La pittura oggi vive un rinnovato interesse collezionistico: quale rapporto intercorre tra le sue scelte e il mercato attuale?
Fin dagli inizi, il mio approccio all’arte non è stato mediato da scelte di mercato o di investimento. Il mio collezionismo nasce da un’esigenza che è quella di avere un rapporto diretto con l’opera d’arte che ho trovato nello specifico nella pittura figurativa, che è l’oggetto della mia ricerca.
Qual è stata la prima opera e/o l’artista che hanno dato avvio a questa passione?
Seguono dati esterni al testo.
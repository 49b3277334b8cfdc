// SPDX-License-Identifier: BUSL-1.1
// Copyright (c) 2026 Alfred Jean LLC

//! Entry store: the local cache of ledger entries
//!
//! The store is an ordered sequence with a set constraint laid over it.
//! Order is arrival order at the client: the bulk read first (ledger order),
//! then live entries in the order they were delivered.
//!
//! Two mutation paths exist:
//! - `seed` loads the bulk read. It may run once, before any `merge`.
//! - `merge` inserts a single entry and ignores exact duplicates, which
//!   absorbs both redelivered notifications and live events that overlap the
//!   bulk read.

use crate::entry::Entry;
use std::collections::HashSet;
use thiserror::Error;
use tokio::sync::watch;

/// Result of merging a single entry
#[derive(Debug, Clone, Copy, PartialEq, Eq)]
pub enum MergeOutcome {
    Inserted,
    Duplicate,
}

/// Contract violations when driving the store
#[derive(Debug, Clone, PartialEq, Eq, Error)]
pub enum StoreError {
    #[error("entry store already seeded")]
    AlreadySeeded,
    #[error("entry store cannot be seeded after {merged} merge(s)")]
    SeedAfterMerge { merged: usize },
}

/// In-memory cache of ledger entries
#[derive(Debug)]
pub struct EntryStore {
    entries: Vec<Entry>,
    index: HashSet<Entry>,
    seeded: bool,
    merged: usize,
    revision: watch::Sender<u64>,
}

impl EntryStore {
    pub fn new() -> Self {
        let (revision, _) = watch::channel(0);
        Self {
            entries: Vec::new(),
            index: HashSet::new(),
            seeded: false,
            merged: 0,
            revision,
        }
    }

    /// Load the bulk read. Duplicates within `entries` keep their first position.
    pub fn seed(&mut self, entries: Vec<Entry>) -> Result<usize, StoreError> {
        if self.seeded {
            return Err(StoreError::AlreadySeeded);
        }
        if self.merged > 0 {
            return Err(StoreError::SeedAfterMerge {
                merged: self.merged,
            });
        }

        self.seeded = true;
        for entry in entries {
            if self.index.insert(entry.clone()) {
                self.entries.push(entry);
            }
        }
        self.bump();
        Ok(self.entries.len())
    }

    /// Insert one entry unless an identical one is already present
    pub fn merge(&mut self, entry: Entry) -> MergeOutcome {
        self.merged += 1;
        if self.index.contains(&entry) {
            return MergeOutcome::Duplicate;
        }
        self.index.insert(entry.clone());
        self.entries.push(entry);
        self.bump();
        MergeOutcome::Inserted
    }

    /// Drop every entry and return to the unseeded state.
    ///
    /// Used when a session is torn down; watchers stay attached.
    pub fn clear(&mut self) {
        self.entries.clear();
        self.index.clear();
        self.seeded = false;
        self.merged = 0;
        self.bump();
    }

    /// Snapshot of all entries in arrival order
    pub fn all(&self) -> Vec<Entry> {
        self.entries.clone()
    }

    pub fn entries(&self) -> &[Entry] {
        &self.entries
    }

    pub fn contains(&self, entry: &Entry) -> bool {
        self.index.contains(entry)
    }

    pub fn len(&self) -> usize {
        self.entries.len()
    }

    pub fn is_empty(&self) -> bool {
        self.entries.is_empty()
    }

    pub fn is_seeded(&self) -> bool {
        self.seeded
    }

    /// Count of visible changes (seed and each insert)
    pub fn revision(&self) -> u64 {
        *self.revision.borrow()
    }

    /// Receiver that is notified whenever the contents change
    pub fn watch(&self) -> watch::Receiver<u64> {
        self.revision.subscribe()
    }

    fn bump(&self) {
        self.revision.send_modify(|rev| *rev += 1);
    }
}

impl Default for EntryStore {
    fn default() -> Self {
        Self::new()
    }
}

#[cfg(test)]
#[path = "store_tests.rs"]
mod tests;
Ho sempre paragonato il mio primo acquisto all’oltrepassare una linea rossa, oltre la quale non si torna più indietro. È stato un evento molto importante perché, in un certo senso, mi ha cambiato. Non ho comprato la mia prima opera in una galleria ma in una mostra allestita in un locale qui a Bassano. Si tratta di due opere molto intense che raccontano della guerra nei Balcani. Da quel momento ho iniziato ad avere i primi rapporti diretti con gli artisti e questo mi ha letteralmente aperto un mondo nuovo. Frequentando le prime fiere d’arte contemporanea mi sono accorto di come la pittura figurativa italiana venisse quasi tenuta in disparte rispetto ad altre forme espressive, considerata quasi come una scelta di second’ordine. Mi sono fidato del mio gusto, facendo esattamente l’opposto di quello che consiglio di fare ai miei clienti normalmente: non mi sono focalizzato su un progetto concreto di accumulo e di investimento ma ho puntato tutto su un bisogno che definirei quasi “spirituale” e utopico che ha al centro la pittura e il valore “salvifico”. Nessuna speculazione, ma la mia idea è quella di consolidare oggi un progetto solido di collezione che si fonda sul rapporto diretto con l’artista. Ho dato avvio a un vero e proprio osservatorio sulla nuova figurazione italiana.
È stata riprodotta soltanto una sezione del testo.